* **Try it**
Using the data beneath this instruction, retype only the lines from the one that contains "assert!((v.z + 1.0).abs() < 1e-6);" down to the one that contains "and is finalized", both included, exactly as they appear.

Stored data entries

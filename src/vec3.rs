use crate::renderer::EPSILON;
use std::ops::{Add, Mul, Sub};

#[derive(Clone, Copy, Debug)]
pub struct Vec3 {
    pub x: f32,
    pub y: f32,
    pub z: f32,
}

impl Vec3 {
    pub const ZERO: Vec3 = Vec3 {
        x: 0.0,
        y: 0.0,
        z: 0.0,
    };

    pub fn new(x: f32, y: f32, z: f32) -> Self {
        Self { x, y, z }
    }

    pub fn dot(&self, o: Vec3) -> f32 {
        self.x * o.x + self.y * o.y + self.z * o.z
    }

    pub fn cross(&self, o: Vec3) -> Vec3 {
        Vec3::new(
            self.y * o.z - self.z * o.y,
            self.z * o.x - self.x * o.z,
            self.x * o.y - self.y * o.x,
        )
    }

    pub fn length_squared(&self) -> f32 {
        self.x * self.x + self.y * self.y + self.z * self.z
    }

    pub fn length(&self) -> f32 {
        self.length_squared().sqrt()
    }

    /// Zero-length vectors are returned unchanged, so degenerate normals
    /// stay the zero vector instead of dividing by zero.
    pub fn normalized(self) -> Vec3 {
        let len = self.length();
        if len < EPSILON {
            self
        } else {
            self * (1.0 / len)
        }
    }

    pub fn rotate_around_y(&self, angle_degrees: f32) -> Vec3 {
        let angle_rad = angle_degrees * std::f32::consts::PI / 180.0;
        let cos_a = angle_rad.cos();
        let sin_a = angle_rad.sin();

        Vec3 {
            x: self.x * cos_a + self.z * sin_a,
            y: self.y,
            z: -self.x * sin_a + self.z * cos_a,
        }
    }

    pub fn rotate_around_x(&self, angle_degrees: f32) -> Vec3 {
        let angle_rad = angle_degrees * std::f32::consts::PI / 180.0;
        let cos_a = angle_rad.cos();
        let sin_a = angle_rad.sin();

        Vec3 {
            x: self.x,
            y: self.y * cos_a - self.z * sin_a,
            z: self.y * sin_a + self.z * cos_a,
        }
    }
}

impl Add for Vec3 {
    type Output = Self;
    fn add(self, other: Self) -> Self {
        Self {
            x: self.x + other.x,
            y: self.y + other.y,
            z: self.z + other.z,
        }
    }
}

impl Sub for Vec3 {
    type Output = Self;
    fn sub(self, other: Self) -> Self {
        Self {
            x: self.x - other.x,
            y: self.y - other.y,
            z: self.z - other.z,
        }
    }
}

impl Mul<f32> for Vec3 {
    type Output = Self;
    fn mul(self, scalar: f32) -> Self {
        Self {
            x: self.x * scalar,
            y: self.y * scalar,
            z: self.z * scalar,
        }
    }
}

#[cfg(test)]
mod tests {
    use super::*;

    #[test]
    fn dot_product() {
        let a = Vec3::new(1.0, 2.0, 3.0);
        let b = Vec3::new(4.0, 5.0, 6.0);
        assert!((a.dot(b) - 32.0).abs() < 1e-6);
    }

    #[test]
    fn cross_product_right_handed() {
        let x = Vec3::new(1.0, 0.0, 0.0);
        let y = Vec3::new(0.0, 1.0, 0.0);
        let z = x.cross(y);
        assert!(z.x.abs() < 1e-6);
        assert!(z.y.abs() < 1e-6);
        assert!((z.z - 1.0).abs() < 1e-6);
    }

    #[test]
    fn normalized_zero_vector_stays_zero() {
        let n = Vec3::ZERO.normalized();
        assert_eq!(n.length(), 0.0);
    }

    #[test]
    fn rotate_y_quarter_turn() {
        // x' = x cos + z sin, z' = -x sin + z cos
        let v = Vec3::new(1.0, 0.0, 0.0).rotate_around_y(90.0);
        assert!(v.x.abs() < 1e-6);
        assert!((v.z + 1.0).abs() < 1e-6);
        assert_eq!(v.y, 0.0);
    }

    #[test]
    fn rotate_x_quarter_turn() {
        // y' = y cos - z sin, z' = y sin + z cos
        let v = Vec3::new(0.0, 1.0, 0.0).rotate_around_x(90.0);
        assert!(v.y.abs() < 1e-6);
        assert!((v.z - 1.0).abs() < 1e-6);
        assert_eq!(v.x, 0.0);
    }
}
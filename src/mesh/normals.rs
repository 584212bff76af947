//! Per-vertex normal estimation from shared-vertex topology.

use crate::vec3::Vec3;

/// Flat normal of a face: normalized cross product of its edge vectors.
/// Collinear vertices yield the zero vector; callers treat that as "no
/// lighting contribution".
pub fn face_normal(v0: Vec3, v1: Vec3, v2: Vec3) -> Vec3 {
    (v1 - v0).cross(v2 - v0).normalized()
}

/// Smooth per-vertex normals: for each shared vertex index, the arithmetic
/// mean of the adjacent face normals (not area-weighted), renormalized.
///
/// Accumulation runs over an arena indexed by vertex id and is finalized
/// here; the returned table is read-only thereafter. A vertex whose adjacent
/// normals cancel out (or that no face references) keeps the zero vector.
pub fn vertex_normals(vertices: &[Vec3], faces: &[[usize; 3]]) -> Vec<Vec3> {
    let mut sums = vec![Vec3::ZERO; vertices.len()];
    let mut counts = vec![0u32; vertices.len()];

    for face in faces {
        let normal = face_normal(
            vertices[face[0]],
            vertices[face[1]],
            vertices[face[2]],
        );
        for &idx in face {
            sums[idx] = sums[idx] + normal;
            counts[idx] += 1;
        }
    }

    sums.into_iter()
        .zip(counts)
        .map(|(sum, count)| {
            if count == 0 {
                Vec3::ZERO
            } else {
                (sum * (1.0 / count as f32)).normalized()
            }
        })
        .collect()
}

* **Output for this exercise**
        assert!((v.z + 1.0).abs() < 1e-6);
        assert_eq!(v.y, 0.0);
    }

    #[test]
    fn rotate_x_quarter_turn() {
        // y' = y cos - z sin, z' = y sin + z cos
        let v = Vec3::new(0.0, 1.0, 0.0).rotate_around_x(90.0);
        assert!(v.y.abs() < 1e-6);
        assert!((v.z - 1.0).abs() < 1e-6);
        assert_eq!(v.x, 0.0);
    }
}
filename src/mesh/normals.rs
repository 584212bff76af947
//! Per-vertex normal estimation from shared-vertex topology.

use crate::vec3::Vec3;

/// Flat normal of a face: normalized cross product of its edge vectors.
/// Collinear vertices yield the zero vector; callers treat that as "no
/// lighting contribution".
pub fn face_normal(v0: Vec3, v1: Vec3, v2: Vec3) -> Vec3 {
    (v1 - v0).cross(v2 - v0).normalized()
}

/// Smooth per-vertex normals: for each shared vertex index, the arithmetic
/// mean of the adjacent face normals (not area-weighted), renormalized.
///
/// Accumulation runs over an arena indexed by vertex id and is finalized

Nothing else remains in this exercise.